La Commissione europea, con la proverbiale rapidità di una lumaca assonnata, ha deciso di dare il suo preziosissimo benestare all’acquisizione di Banco BPM da parte di UniCredit. Naturalmente, l’approvazione arriva “con condizioni”, quel piccolo trucco di facciata per simulare che la concorrenza nel sistema bancario italiano non sia un concetto ormai relegato ai libri di storia.
L’annuncio, notificato il 24 aprile, è stato analizzato alla lente di Bruxelles in base al Regolamento (CE) n. 139/2004, cioè quel simpatico codice che si attiva quando due giganti si mettono insieme e qualcuno si accorge – oh, miracolo! – che questo potrebbe lasciare i clienti prigionieri di un colosso senza rivali. Quelli che ne soffriranno di più? Ovviamente i poveri cristi, i privati e le piccole imprese, ormai abituati a campare nell’ombra di un mercato preda dei colossi.

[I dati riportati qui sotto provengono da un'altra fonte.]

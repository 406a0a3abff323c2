//! dB tables shared by the fitter and the renderers

/// quantized steps per dB, 1024 steps across the 140dB range
const DB_STEP_SCALE: f32 = 7.314_285_7;

/// linear amplitude for each quantized floor value, -140dB up to 0dB
///
/// Index `y * multiplier` for a post value `y`; the table is shared by the
/// encoder check curve and the decoder.
#[allow(clippy::excessive_precision, clippy::approx_constant)]
pub const FROM_DB: [f32; 256] = [
    1.0649863e-07, 1.1341951e-07, 1.2079015e-07, 1.2863978e-07,
    1.3699951e-07, 1.4590251e-07, 1.5538408e-07, 1.6548181e-07,
    1.7623575e-07, 1.8768855e-07, 1.9988561e-07, 2.128753e-07,
    2.2670913e-07, 2.4144197e-07, 2.5713223e-07, 2.7384213e-07,
    2.9163793e-07, 3.1059021e-07, 3.3077411e-07, 3.5226968e-07,
    3.7516214e-07, 3.9954229e-07, 4.2550680e-07, 4.5315863e-07,
    4.8260743e-07, 5.1396998e-07, 5.4737065e-07, 5.8294187e-07,
    6.2082472e-07, 6.6116941e-07, 7.0413592e-07, 7.4989464e-07,
    7.9862701e-07, 8.5052630e-07, 9.0579828e-07, 9.6466216e-07,
    1.0273513e-06, 1.0941144e-06, 1.1652161e-06, 1.2409384e-06,
    1.3215816e-06, 1.4074654e-06, 1.4989305e-06, 1.5963394e-06,
    1.7000785e-06, 1.8105592e-06, 1.9282195e-06, 2.0535261e-06,
    2.1869758e-06, 2.3290978e-06, 2.4804557e-06, 2.6416497e-06,
    2.8133190e-06, 2.9961443e-06, 3.1908506e-06, 3.3982101e-06,
    3.6190449e-06, 3.8542308e-06, 4.1047004e-06, 4.3714470e-06,
    4.6555282e-06, 4.9580707e-06, 5.2802740e-06, 5.6234160e-06,
    5.9888572e-06, 6.3780469e-06, 6.7925283e-06, 7.2339451e-06,
    7.7040476e-06, 8.2047000e-06, 8.7378876e-06, 9.3057248e-06,
    9.9104632e-06, 1.0554501e-05, 1.1240392e-05, 1.1970856e-05,
    1.2748789e-05, 1.3577278e-05, 1.4459606e-05, 1.5399272e-05,
    1.6400004e-05, 1.7465768e-05, 1.8600792e-05, 1.9809576e-05,
    2.1096914e-05, 2.2467911e-05, 2.3928002e-05, 2.5482978e-05,
    2.7139006e-05, 2.8902651e-05, 3.0780908e-05, 3.2781225e-05,
    3.4911534e-05, 3.7180282e-05, 3.9596466e-05, 4.2169667e-05,
    4.4910090e-05, 4.7828601e-05, 5.0936773e-05, 5.4246931e-05,
    5.7772202e-05, 6.1526565e-05, 6.5524908e-05, 6.9783085e-05,
    7.4317983e-05, 7.9147585e-05, 8.4291040e-05, 8.9768747e-05,
    9.5602426e-05, 0.00010181521, 0.00010843174, 0.00011547824,
    0.00012298267, 0.00013097477, 0.00013948625, 0.00014855085,
    0.00015820453, 0.00016848555, 0.00017943469, 0.00019109536,
    0.00020351382, 0.00021673929, 0.00023082423, 0.00024582449,
    0.00026179955, 0.00027881276, 0.00029693158, 0.00031622787,
    0.00033677814, 0.00035866388, 0.00038197188, 0.00040679456,
    0.00043323036, 0.00046138411, 0.00049136745, 0.00052329927,
    0.00055730621, 0.00059352311, 0.00063209358, 0.00067317058,
    0.00071691700, 0.00076350630, 0.00081312324, 0.00086596457,
    0.00092223983, 0.00098217216, 0.0010459992, 0.0011139742,
    0.0011863665, 0.0012634633, 0.0013455702, 0.0014330129,
    0.0015261382, 0.0016253153, 0.0017309374, 0.0018434235,
    0.0019632195, 0.0020908006, 0.0022266726, 0.0023713743,
    0.0025254795, 0.0026895994, 0.0028643847, 0.0030505286,
    0.0032487691, 0.0034598925, 0.0036847358, 0.0039241906,
    0.0041792066, 0.0044507950, 0.0047400328, 0.0050480668,
    0.0053761186, 0.0057254891, 0.0060975636, 0.0064938176,
    0.0069158225, 0.0073652516, 0.0078438871, 0.0083536271,
    0.0088964928, 0.009474637, 0.010090352, 0.010746080,
    0.011444421, 0.012188144, 0.012980198, 0.013823725,
    0.014722068, 0.015678791, 0.016697687, 0.017782797,
    0.018938423, 0.020169149, 0.021479854, 0.022875735,
    0.024362330, 0.025945531, 0.027631618, 0.029427276,
    0.031339626, 0.033376252, 0.035545228, 0.037855157,
    0.040315199, 0.042935108, 0.045725273, 0.048696758,
    0.051861348, 0.055231591, 0.058820850, 0.062643361,
    0.066714279, 0.071049749, 0.075666962, 0.080584227,
    0.085821044, 0.091398179, 0.097337747, 0.10366330,
    0.11039993, 0.11757434, 0.12521498, 0.13335215,
    0.14201813, 0.15124727, 0.16107617, 0.17154380,
    0.18269168, 0.19456402, 0.20720788, 0.22067342,
    0.23501402, 0.25028656, 0.26655159, 0.28387361,
    0.30232132, 0.32196786, 0.34289114, 0.36517414,
    0.38890521, 0.41417847, 0.44109412, 0.46975890,
    0.50028648, 0.53279791, 0.56742212, 0.60429640,
    0.64356699, 0.68538959, 0.72993007, 0.77736504,
    0.82788260, 0.88168307, 0.9389798, 1.0,
];

/// map a log-domain amplitude (dB) onto the 0..=1023 fit scale
pub fn db_quant(x: f32) -> u16 {
    let i = (x * DB_STEP_SCALE + 1023.5) as i32;
    i.clamp(0, 1023) as u16
}

/// linear amplitude of a table index, clamped to the table
pub fn from_db(index: usize) -> f32 {
    FROM_DB[index.min(FROM_DB.len() - 1)]
}

#[cfg(test)]
mod tests {
    use super::*;

    #[test]
    fn test_table_edges() {
        assert_eq!(FROM_DB[255], 1.0);
        assert!(FROM_DB[0] > 0.0 && FROM_DB[0] < 1e-6);
        assert!(FROM_DB.windows(2).all(|w| w[0] < w[1]));
    }

    #[test]
    fn test_db_quant() {
        assert_eq!(db_quant(0.0), 1023);
        assert_eq!(db_quant(-200.0), 0);
        assert_eq!(db_quant(10.0), 1023);
        assert_eq!(db_quant(-70.0), 511);
    }
}
#![allow(clippy::needless_range_loop)]

use serde::Serialize;
use wasm_bindgen::prelude::*;

pub mod core;
pub mod floor;
pub mod setup;
pub mod stream;

pub use crate::core::{
    db_quant, BitReader, BitWriter, Codebook, CodebookConfig, FloorError, FloorResult, Post,
    FROM_DB,
};
pub use crate::floor::{
    fit_and_pack, interpolate_fit, render, render_point, unpack_posts, ClassSpec, CurveFitter,
    FitParams, FloorDecoder, FloorEncoder, FloorLookup, FloorSpec, FloorStats, PackedFloor,
};
pub use setup::{FloorMode, FloorSetup};
pub use stream::{EncodedBlock, FloorStream};

// setup info for the setup_info() function

/// summary of a floor setup
#[derive(Debug, Clone, Serialize)]
pub struct SetupInfo {
    /// posts including both edges
    pub posts: usize,
    /// X range of the floor
    pub range: u32,
    pub multiplier: u8,
    /// quantized value range
    pub quant_q: u32,
    pub partitions: usize,
    pub classes: usize,
    pub books: usize,
    /// size of the packed setup header
    pub header_bits: usize,
    /// post X values in ascending order
    pub sorted_x: Vec<u32>,
    /// (lo, hi) prediction neighbors per post, edges report (0, 0)
    pub neighbors: Vec<(usize, usize)>,
}

/// describe a setup without encoding anything
pub fn describe_setup(setup: &FloorSetup) -> FloorResult<SetupInfo> {
    let mode = setup.build()?;
    let lookup = &mode.lookup;
    let (_, header_bits) = mode.header_bytes()?;

    let neighbors = (0..lookup.posts())
        .map(|i| {
            if i < 2 {
                (0, 0)
            } else {
                (lookup.lo_neighbor(i), lookup.hi_neighbor(i))
            }
        })
        .collect();

    Ok(SetupInfo {
        posts: lookup.posts(),
        range: lookup.n(),
        multiplier: setup.spec.multiplier,
        quant_q: lookup.quant_q(),
        partitions: setup.spec.partitions.len(),
        classes: setup.spec.classes.len(),
        books: setup.books.len(),
        header_bits,
        sorted_x: (0..lookup.posts()).map(|s| lookup.sorted_x(s)).collect(),
        neighbors,
    })
}

/// encode one block against a built mode, returns packet bytes and bit count
pub fn encode_block(
    mode: &FloorMode,
    log_mdct: &[f32],
    log_mask: &[f32],
) -> FloorResult<(Vec<u8>, usize)> {
    let mut bits = BitWriter::new();
    fit_and_pack(&mode.lookup, &mode.books, &mode.fit, log_mdct, log_mask, &mut bits)?;
    let len = bits.bits_written();
    Ok((bits.into_bytes(), len))
}

/// decode one packet into a linear floor curve of `bins` values
pub fn decode_block(mode: &FloorMode, packet: &[u8], bins: usize) -> FloorResult<Vec<f32>> {
    let mut bits = BitReader::new(packet);
    let posts = unpack_posts(&mode.lookup, &mode.books, &mut bits)?;
    floor::render_curve(&mode.lookup, posts.as_deref(), bins)
}

// result helpers

/// turn an error into js
fn to_js_err(e: FloorError) -> JsValue {
    JsValue::from_str(&e.to_string())
}

fn mode_from_msgpack(setup: &[u8]) -> Result<FloorMode, JsValue> {
    FloorSetup::from_msgpack(setup)
        .and_then(|s| s.build())
        .map_err(to_js_err)
}

// api functions

/// route rust panics to the browser console
#[wasm_bindgen]
pub fn init_panic_hook() {
    console_error_panic_hook::set_once();
}

/// the built-in reference setup as MessagePack
#[wasm_bindgen]
pub fn reference_setup() -> Result<Vec<u8>, JsValue> {
    FloorSetup::reference().to_msgpack().map_err(to_js_err)
}

/// convert a JSON setup to MessagePack, validating it on the way
#[wasm_bindgen]
pub fn setup_from_json(json: &str) -> Result<Vec<u8>, JsValue> {
    let setup = FloorSetup::from_json(json).map_err(to_js_err)?;
    setup.build().map_err(to_js_err)?;
    setup.to_msgpack().map_err(to_js_err)
}

/// Get information about a setup
///
/// # Arguments
/// * `setup` - MessagePack setup bytes
///
/// # Returns
/// JavaScript object with the fields of `SetupInfo`
#[wasm_bindgen]
pub fn setup_info(setup: &[u8]) -> Result<JsValue, JsValue> {
    let setup = FloorSetup::from_msgpack(setup).map_err(to_js_err)?;
    let info = describe_setup(&setup).map_err(to_js_err)?;
    serde_wasm_bindgen::to_value(&info)
        .map_err(|e| JsValue::from_str(&format!("Serialization error: {}", e)))
}

/// packed setup header of the floor
#[wasm_bindgen]
pub fn setup_header(setup: &[u8]) -> Result<Vec<u8>, JsValue> {
    let mode = mode_from_msgpack(setup)?;
    mode.header_bytes().map(|(bytes, _)| bytes).map_err(to_js_err)
}

/// fit a floor to one block and pack it
///
/// # Arguments
/// * `setup` - MessagePack setup bytes
/// * `log_mdct` - log magnitude spectrum of the block (dB)
/// * `log_mask` - log masking curve of the block (dB), same length
///
/// # Returns
/// floor packet bytes
#[wasm_bindgen]
pub fn encode_floor(setup: &[u8], log_mdct: &[f32], log_mask: &[f32]) -> Result<Vec<u8>, JsValue> {
    let mode = mode_from_msgpack(setup)?;
    encode_block(&mode, log_mdct, log_mask)
        .map(|(bytes, _)| bytes)
        .map_err(to_js_err)
}

/// decode a floor packet to its linear curve
///
/// # Arguments
/// * `setup` - MessagePack setup bytes
/// * `packet` - bytes from `encode_floor`
/// * `bins` - curve length
///
/// # Returns
/// linear gains, all zero when the packet carries no floor
#[wasm_bindgen]
pub fn decode_floor(setup: &[u8], packet: &[u8], bins: usize) -> Result<Vec<f32>, JsValue> {
    let mode = mode_from_msgpack(setup)?;
    decode_block(&mode, packet, bins).map_err(to_js_err)
}

/// get lib version
#[wasm_bindgen]
pub fn version() -> String {
    env!("CARGO_PKG_VERSION").to_string()
}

UniCredit, quella meraviglia dei circuiti bancari che naviga trionfante tra Italia, Germania e l’Europa centro-orientale, ha deciso di fare man bassa su Banco BPM, il terzo gruppo italiano nato da una delle tante fusioni miracolose del 2017. Lo scopo apparente? “Creare valore”. La realtà? Rimpinguare il proprio potere e dominare il mercato come un gigante che scavalca tutti.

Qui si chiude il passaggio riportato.